▶ Activity
Nothing but the lines below between the line holding "must be 'lenient'" and the line holding "pub mod upload;", inclusive, should appear in the answer, each set down exactly.

*** Opening Available records ***

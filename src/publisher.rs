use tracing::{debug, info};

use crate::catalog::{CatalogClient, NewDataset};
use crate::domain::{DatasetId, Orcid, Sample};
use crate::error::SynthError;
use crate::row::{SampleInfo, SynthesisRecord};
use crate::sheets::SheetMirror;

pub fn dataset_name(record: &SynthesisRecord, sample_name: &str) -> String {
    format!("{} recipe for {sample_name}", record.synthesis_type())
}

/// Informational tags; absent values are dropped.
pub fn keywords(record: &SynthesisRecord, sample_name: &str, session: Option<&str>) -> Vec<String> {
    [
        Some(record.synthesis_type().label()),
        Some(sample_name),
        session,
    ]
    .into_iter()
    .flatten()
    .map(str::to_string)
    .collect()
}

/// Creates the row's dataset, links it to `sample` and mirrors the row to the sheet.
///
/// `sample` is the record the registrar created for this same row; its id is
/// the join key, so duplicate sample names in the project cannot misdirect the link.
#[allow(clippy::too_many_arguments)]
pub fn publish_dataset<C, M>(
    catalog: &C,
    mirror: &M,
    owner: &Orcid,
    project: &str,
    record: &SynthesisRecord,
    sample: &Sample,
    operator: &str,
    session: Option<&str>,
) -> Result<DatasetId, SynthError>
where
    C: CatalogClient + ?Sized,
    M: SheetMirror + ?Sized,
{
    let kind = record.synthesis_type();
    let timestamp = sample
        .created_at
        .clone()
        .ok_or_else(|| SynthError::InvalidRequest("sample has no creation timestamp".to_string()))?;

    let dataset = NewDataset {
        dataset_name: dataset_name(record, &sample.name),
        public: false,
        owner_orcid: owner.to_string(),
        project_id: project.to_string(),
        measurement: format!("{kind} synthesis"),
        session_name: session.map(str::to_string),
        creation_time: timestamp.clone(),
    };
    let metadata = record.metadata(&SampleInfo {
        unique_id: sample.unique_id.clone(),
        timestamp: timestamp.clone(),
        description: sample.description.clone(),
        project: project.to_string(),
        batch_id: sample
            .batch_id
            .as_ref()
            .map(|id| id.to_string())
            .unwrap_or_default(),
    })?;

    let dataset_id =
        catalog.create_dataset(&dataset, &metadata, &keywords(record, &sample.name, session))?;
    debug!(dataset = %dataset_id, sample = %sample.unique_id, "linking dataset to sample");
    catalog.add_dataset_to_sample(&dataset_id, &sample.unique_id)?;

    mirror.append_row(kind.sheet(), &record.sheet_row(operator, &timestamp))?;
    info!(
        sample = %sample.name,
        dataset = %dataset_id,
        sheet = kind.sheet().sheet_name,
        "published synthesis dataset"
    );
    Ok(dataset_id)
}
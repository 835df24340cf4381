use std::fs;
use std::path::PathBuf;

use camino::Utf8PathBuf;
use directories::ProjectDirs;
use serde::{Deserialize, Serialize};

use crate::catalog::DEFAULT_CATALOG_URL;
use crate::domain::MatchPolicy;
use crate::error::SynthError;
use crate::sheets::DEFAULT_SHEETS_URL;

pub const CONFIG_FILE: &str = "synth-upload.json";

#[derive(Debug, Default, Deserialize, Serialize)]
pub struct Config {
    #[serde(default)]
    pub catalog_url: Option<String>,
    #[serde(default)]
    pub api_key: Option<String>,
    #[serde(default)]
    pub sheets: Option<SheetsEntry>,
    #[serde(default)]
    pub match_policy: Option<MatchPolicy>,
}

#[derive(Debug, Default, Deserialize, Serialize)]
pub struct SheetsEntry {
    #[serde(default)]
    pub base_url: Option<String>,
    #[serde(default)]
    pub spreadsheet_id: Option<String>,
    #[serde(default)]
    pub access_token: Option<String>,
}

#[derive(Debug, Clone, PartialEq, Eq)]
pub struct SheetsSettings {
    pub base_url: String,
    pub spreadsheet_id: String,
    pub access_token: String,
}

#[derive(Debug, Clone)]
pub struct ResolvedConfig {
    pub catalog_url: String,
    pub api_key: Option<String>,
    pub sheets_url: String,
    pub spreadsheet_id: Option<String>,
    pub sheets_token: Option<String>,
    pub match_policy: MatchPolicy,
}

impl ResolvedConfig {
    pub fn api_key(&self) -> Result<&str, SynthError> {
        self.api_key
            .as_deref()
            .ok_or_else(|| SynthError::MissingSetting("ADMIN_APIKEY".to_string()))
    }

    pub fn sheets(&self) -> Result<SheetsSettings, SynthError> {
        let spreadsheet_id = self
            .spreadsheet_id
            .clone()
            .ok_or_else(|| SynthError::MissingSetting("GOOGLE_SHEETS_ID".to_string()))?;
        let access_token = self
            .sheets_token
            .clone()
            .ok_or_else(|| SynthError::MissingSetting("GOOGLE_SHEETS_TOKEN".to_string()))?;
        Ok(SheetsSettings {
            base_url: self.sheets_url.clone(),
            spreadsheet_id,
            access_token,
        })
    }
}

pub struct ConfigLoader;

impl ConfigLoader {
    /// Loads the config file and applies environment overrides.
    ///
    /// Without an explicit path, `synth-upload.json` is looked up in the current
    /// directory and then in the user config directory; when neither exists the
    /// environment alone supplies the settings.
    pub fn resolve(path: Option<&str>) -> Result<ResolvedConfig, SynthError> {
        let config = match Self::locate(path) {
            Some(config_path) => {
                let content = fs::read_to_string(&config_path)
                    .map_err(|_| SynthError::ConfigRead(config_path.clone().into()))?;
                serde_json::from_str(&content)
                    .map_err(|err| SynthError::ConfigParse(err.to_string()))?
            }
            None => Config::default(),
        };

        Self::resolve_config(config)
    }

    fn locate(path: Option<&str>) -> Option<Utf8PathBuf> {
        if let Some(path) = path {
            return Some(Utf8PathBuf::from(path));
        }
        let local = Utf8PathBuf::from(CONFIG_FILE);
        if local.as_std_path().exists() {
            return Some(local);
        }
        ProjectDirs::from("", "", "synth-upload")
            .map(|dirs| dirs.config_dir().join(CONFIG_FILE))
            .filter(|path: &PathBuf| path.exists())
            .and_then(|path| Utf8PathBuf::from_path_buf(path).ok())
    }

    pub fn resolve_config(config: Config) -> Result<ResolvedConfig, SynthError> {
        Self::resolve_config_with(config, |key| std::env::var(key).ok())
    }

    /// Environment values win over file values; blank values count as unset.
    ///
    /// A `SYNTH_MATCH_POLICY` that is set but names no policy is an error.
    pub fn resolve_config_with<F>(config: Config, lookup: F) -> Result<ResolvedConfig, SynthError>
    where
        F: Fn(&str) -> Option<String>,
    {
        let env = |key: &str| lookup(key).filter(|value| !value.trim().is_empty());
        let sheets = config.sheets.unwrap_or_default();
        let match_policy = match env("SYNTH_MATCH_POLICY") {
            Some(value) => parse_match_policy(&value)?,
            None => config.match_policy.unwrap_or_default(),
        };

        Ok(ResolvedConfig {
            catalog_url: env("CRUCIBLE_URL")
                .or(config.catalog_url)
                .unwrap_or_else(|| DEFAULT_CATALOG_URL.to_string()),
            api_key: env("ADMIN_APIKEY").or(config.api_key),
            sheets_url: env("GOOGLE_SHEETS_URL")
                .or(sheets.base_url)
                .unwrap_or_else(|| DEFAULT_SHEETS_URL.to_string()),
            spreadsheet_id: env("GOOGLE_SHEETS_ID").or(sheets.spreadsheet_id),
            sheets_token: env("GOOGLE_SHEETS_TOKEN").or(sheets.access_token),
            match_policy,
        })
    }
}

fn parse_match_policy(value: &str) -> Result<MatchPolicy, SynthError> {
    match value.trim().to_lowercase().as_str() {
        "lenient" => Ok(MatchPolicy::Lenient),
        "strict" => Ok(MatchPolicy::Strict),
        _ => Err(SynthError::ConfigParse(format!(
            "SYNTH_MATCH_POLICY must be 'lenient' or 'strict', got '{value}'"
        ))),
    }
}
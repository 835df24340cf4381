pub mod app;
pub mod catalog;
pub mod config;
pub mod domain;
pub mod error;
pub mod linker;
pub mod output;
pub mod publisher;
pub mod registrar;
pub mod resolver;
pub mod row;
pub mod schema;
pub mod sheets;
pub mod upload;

*** Closing Available records ***
*** Opening Available records ***

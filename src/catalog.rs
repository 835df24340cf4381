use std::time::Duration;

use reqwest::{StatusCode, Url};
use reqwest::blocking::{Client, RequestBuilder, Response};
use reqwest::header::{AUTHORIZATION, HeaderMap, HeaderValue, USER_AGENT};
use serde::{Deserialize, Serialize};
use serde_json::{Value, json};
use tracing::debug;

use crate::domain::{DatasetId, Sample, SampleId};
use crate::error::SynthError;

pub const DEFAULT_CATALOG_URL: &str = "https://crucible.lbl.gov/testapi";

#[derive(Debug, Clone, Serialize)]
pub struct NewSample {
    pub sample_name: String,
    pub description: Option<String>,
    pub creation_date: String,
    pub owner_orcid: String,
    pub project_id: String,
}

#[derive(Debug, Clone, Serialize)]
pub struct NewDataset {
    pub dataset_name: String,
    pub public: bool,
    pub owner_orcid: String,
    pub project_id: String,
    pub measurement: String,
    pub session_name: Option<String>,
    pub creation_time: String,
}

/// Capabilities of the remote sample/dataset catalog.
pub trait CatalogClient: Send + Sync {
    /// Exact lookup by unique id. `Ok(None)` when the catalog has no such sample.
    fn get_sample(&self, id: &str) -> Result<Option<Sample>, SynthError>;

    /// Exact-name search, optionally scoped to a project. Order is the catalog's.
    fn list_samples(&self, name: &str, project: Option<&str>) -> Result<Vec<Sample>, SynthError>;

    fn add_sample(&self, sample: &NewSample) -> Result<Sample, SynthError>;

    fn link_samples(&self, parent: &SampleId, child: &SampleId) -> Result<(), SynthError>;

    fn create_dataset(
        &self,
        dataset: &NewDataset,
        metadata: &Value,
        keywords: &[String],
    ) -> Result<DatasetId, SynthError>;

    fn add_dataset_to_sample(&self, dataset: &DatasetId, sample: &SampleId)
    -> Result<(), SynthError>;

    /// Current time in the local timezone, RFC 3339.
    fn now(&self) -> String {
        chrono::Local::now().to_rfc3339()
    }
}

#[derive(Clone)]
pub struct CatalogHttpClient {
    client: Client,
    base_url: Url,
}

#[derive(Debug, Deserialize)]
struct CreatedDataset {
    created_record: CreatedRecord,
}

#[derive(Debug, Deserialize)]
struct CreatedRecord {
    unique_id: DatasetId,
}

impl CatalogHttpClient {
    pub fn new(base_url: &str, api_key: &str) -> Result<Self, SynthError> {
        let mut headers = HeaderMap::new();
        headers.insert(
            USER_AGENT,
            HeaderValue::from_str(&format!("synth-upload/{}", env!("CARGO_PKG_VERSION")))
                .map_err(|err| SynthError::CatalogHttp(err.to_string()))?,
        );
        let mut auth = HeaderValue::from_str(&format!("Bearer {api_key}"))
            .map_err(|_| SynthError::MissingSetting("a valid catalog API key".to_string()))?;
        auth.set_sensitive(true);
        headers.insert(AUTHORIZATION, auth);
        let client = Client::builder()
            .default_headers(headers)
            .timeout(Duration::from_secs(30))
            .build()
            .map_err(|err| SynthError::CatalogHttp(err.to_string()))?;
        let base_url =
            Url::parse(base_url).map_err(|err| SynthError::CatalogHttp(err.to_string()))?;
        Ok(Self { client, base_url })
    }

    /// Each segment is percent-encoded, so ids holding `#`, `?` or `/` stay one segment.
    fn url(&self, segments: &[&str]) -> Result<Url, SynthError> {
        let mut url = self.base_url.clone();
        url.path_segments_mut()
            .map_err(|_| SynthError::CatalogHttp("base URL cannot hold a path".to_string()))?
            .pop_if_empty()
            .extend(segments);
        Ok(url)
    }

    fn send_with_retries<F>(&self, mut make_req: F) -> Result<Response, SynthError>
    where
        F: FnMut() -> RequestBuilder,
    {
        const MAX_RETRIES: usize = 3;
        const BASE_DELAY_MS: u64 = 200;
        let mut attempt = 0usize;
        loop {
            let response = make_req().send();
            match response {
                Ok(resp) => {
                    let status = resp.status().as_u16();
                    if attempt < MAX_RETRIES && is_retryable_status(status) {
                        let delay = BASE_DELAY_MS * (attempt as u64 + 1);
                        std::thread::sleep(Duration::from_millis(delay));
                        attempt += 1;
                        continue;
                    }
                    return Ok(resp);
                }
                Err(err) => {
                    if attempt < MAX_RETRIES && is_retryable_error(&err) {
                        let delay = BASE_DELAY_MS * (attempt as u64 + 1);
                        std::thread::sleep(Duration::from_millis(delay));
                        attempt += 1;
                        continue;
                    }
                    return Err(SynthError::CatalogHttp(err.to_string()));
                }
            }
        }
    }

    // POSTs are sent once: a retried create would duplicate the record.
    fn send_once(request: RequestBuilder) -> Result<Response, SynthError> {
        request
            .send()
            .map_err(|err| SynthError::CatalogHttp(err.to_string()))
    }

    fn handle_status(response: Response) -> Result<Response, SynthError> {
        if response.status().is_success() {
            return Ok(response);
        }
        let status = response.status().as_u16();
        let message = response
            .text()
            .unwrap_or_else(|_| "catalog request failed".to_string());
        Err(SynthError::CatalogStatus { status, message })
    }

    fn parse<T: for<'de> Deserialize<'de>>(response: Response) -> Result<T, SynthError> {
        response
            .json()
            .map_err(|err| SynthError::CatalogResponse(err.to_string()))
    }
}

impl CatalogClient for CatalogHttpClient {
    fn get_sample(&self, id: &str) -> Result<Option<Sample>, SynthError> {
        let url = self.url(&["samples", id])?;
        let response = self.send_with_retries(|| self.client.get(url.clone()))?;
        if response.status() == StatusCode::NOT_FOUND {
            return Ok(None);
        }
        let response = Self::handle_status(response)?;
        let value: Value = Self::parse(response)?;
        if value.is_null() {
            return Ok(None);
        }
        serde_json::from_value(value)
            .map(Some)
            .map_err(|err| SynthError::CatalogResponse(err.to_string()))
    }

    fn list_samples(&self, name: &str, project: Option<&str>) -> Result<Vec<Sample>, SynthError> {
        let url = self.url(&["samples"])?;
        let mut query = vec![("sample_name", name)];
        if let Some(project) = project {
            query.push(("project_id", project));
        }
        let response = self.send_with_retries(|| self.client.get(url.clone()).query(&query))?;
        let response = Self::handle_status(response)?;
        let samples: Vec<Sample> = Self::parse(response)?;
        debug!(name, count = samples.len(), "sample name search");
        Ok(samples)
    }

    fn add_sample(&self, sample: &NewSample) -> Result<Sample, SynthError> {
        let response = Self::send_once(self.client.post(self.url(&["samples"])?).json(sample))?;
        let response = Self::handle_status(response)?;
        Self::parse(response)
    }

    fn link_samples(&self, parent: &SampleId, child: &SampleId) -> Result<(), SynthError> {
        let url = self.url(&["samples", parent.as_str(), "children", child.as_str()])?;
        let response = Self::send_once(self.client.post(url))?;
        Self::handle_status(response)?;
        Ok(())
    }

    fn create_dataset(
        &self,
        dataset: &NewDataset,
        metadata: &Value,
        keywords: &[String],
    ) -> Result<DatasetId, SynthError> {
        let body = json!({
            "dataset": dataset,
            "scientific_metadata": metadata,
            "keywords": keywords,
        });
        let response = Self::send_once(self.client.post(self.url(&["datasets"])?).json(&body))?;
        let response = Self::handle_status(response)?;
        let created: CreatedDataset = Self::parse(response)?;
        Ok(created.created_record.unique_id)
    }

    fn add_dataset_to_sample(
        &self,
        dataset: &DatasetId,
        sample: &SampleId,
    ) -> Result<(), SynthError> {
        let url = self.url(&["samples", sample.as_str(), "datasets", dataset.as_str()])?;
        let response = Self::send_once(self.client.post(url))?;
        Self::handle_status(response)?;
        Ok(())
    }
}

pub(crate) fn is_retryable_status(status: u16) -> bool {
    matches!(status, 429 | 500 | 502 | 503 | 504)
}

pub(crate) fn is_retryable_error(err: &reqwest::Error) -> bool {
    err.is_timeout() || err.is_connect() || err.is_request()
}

*** Closing Available records ***

▶ Task output
            "SYNTH_MATCH_POLICY must be 'lenient' or 'strict', got '{value}'"
        ))),
    }
}
repository 835df24340cf4381
pub mod app;
pub mod catalog;
pub mod config;
pub mod domain;
pub mod error;
pub mod linker;
pub mod output;
pub mod publisher;
pub mod registrar;
pub mod resolver;
pub mod row;
pub mod schema;
pub mod sheets;
pub mod upload;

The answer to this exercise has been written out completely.